Input data:

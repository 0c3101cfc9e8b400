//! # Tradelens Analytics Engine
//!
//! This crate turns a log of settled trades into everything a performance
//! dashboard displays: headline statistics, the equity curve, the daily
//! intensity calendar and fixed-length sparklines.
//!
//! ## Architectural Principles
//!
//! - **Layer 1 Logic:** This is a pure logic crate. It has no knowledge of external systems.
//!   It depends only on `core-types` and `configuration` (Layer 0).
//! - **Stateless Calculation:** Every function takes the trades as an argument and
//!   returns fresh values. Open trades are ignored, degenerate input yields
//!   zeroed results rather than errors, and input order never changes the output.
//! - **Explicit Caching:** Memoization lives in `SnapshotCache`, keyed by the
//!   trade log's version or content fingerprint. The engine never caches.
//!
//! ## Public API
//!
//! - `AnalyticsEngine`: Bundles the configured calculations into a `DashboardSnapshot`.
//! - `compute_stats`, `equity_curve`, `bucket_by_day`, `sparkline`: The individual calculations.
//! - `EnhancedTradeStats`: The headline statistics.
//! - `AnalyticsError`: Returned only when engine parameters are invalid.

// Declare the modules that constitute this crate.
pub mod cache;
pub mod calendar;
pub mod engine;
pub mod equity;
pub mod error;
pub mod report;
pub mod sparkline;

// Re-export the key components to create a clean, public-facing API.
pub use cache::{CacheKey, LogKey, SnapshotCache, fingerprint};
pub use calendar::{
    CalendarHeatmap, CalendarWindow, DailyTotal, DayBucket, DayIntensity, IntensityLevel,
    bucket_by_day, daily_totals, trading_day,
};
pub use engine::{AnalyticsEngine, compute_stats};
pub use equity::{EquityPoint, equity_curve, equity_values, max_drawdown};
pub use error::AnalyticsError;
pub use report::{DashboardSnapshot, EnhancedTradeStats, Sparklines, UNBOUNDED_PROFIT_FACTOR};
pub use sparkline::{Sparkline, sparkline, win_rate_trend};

...

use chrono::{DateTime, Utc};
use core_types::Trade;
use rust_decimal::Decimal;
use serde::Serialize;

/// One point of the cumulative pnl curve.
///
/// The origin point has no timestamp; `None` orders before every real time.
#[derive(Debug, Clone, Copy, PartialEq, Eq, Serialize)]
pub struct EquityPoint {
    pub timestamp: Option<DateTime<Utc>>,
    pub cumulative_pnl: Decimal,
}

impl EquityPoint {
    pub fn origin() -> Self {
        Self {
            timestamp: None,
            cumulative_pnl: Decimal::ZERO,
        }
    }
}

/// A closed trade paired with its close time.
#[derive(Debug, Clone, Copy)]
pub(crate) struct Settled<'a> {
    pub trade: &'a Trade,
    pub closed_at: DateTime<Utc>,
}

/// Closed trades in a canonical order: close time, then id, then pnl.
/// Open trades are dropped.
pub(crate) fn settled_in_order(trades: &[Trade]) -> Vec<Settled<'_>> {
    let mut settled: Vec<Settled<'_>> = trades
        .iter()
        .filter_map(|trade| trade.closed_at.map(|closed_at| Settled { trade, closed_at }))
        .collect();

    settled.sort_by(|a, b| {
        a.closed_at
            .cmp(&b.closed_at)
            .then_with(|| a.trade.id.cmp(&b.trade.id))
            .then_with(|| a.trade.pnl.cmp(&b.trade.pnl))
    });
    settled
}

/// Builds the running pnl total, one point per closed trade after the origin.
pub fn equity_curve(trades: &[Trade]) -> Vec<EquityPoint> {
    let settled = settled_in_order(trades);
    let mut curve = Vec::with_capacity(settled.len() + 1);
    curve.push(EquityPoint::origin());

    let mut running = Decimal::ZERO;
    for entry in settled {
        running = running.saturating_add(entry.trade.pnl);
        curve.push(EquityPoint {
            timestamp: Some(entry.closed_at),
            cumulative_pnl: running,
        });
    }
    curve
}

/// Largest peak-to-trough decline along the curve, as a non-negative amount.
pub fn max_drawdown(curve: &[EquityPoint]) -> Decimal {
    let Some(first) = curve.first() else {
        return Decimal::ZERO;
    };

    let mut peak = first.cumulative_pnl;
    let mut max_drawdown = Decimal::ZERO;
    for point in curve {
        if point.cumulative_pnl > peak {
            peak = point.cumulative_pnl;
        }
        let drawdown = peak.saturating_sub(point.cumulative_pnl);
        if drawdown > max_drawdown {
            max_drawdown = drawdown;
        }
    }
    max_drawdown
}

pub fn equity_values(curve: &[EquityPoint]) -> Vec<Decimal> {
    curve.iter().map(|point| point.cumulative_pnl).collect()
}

Goal of the exercise: Show every line from the listing above in which the string "EnhancedTradeStats" appears.

Task result:
//! - `EnhancedTradeStats`: The headline statistics.
pub use report::{DashboardSnapshot, EnhancedTradeStats, Sparklines, UNBOUNDED_PROFIT_FACTOR};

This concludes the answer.